Every line below that holds the word "authoritative" must be listed.

[Collected data entries]
---------------

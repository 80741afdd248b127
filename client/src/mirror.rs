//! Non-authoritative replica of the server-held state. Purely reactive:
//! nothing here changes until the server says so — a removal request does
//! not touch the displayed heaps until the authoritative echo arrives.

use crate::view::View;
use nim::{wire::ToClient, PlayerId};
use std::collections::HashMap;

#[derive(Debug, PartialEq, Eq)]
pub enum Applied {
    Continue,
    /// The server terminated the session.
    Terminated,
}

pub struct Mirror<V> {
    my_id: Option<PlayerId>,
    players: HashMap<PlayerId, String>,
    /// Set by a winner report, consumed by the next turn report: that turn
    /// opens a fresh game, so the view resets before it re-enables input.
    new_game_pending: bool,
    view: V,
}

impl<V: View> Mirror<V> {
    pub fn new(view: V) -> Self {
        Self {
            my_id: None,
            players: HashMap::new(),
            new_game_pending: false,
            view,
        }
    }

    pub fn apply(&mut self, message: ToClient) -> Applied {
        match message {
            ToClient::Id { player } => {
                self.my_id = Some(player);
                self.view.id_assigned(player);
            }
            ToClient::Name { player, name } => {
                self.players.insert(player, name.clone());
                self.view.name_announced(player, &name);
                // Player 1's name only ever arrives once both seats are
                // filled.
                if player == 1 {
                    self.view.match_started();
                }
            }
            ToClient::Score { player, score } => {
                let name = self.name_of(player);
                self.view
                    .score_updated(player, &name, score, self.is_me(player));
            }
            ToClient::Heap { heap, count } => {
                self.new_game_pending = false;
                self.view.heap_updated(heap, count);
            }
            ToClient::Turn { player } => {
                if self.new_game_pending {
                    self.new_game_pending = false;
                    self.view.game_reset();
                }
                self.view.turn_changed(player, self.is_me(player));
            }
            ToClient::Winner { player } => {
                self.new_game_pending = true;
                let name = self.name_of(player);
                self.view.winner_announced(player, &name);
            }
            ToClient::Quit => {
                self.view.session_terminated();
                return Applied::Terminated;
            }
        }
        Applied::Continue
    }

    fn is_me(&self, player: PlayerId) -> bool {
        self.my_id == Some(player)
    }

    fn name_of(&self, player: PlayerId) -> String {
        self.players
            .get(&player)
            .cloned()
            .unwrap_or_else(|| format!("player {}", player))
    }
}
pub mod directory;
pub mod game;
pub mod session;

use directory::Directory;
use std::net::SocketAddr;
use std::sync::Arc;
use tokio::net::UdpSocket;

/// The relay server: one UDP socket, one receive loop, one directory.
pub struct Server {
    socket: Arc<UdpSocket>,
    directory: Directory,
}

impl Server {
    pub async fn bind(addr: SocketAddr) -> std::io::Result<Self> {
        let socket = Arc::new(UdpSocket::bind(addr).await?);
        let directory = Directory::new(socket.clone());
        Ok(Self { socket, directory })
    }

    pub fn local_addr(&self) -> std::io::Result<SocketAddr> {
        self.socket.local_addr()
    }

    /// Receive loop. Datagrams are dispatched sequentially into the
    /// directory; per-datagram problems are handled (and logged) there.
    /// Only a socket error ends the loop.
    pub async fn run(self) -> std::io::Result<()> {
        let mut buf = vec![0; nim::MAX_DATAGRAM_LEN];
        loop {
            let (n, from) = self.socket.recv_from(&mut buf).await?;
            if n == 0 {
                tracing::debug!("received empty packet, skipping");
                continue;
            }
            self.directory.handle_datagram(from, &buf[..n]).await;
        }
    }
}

---------------

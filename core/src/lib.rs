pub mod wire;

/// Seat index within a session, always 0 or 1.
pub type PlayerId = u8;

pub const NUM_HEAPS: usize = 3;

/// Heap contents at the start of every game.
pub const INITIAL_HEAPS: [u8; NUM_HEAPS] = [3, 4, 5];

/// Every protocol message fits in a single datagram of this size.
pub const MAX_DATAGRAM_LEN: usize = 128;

---------------

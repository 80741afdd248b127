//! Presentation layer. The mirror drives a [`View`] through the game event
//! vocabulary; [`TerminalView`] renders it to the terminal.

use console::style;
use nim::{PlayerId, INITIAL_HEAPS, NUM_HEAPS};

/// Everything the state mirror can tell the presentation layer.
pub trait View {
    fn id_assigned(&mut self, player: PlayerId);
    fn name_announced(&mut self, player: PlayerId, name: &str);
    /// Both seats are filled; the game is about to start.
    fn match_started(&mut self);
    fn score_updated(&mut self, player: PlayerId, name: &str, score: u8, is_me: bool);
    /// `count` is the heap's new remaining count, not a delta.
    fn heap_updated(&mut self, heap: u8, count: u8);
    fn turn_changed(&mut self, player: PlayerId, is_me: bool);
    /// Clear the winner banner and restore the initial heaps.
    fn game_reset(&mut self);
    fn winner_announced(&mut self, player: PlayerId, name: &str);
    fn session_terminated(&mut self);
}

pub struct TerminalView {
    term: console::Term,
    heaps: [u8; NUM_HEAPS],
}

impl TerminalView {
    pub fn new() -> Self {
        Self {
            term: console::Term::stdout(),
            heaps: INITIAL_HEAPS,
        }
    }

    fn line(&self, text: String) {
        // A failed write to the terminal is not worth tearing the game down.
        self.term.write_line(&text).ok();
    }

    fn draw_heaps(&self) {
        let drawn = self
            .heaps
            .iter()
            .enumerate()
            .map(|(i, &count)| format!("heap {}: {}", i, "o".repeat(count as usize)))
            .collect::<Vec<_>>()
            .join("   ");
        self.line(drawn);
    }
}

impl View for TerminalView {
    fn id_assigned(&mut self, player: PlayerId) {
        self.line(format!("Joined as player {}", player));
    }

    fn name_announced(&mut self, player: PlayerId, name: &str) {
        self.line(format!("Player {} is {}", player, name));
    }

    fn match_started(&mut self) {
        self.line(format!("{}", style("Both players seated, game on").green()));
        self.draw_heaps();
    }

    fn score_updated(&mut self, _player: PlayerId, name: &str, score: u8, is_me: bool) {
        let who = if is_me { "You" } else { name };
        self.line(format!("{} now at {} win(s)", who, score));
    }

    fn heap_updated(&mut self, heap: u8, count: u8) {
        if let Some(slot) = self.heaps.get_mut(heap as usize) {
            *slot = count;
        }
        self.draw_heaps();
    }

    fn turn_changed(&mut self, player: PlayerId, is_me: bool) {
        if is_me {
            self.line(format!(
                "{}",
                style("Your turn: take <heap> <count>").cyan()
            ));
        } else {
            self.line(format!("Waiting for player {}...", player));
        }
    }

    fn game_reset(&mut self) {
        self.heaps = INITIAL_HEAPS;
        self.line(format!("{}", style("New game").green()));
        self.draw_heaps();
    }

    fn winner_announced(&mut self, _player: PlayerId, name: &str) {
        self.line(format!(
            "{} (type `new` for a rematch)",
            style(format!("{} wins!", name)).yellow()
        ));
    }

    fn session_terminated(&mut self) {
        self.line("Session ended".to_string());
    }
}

---------------

**Solution to the problem**
//! Non-authoritative replica of the server-held state. Purely reactive:
//! not touch the displayed heaps until the authoritative echo arrives.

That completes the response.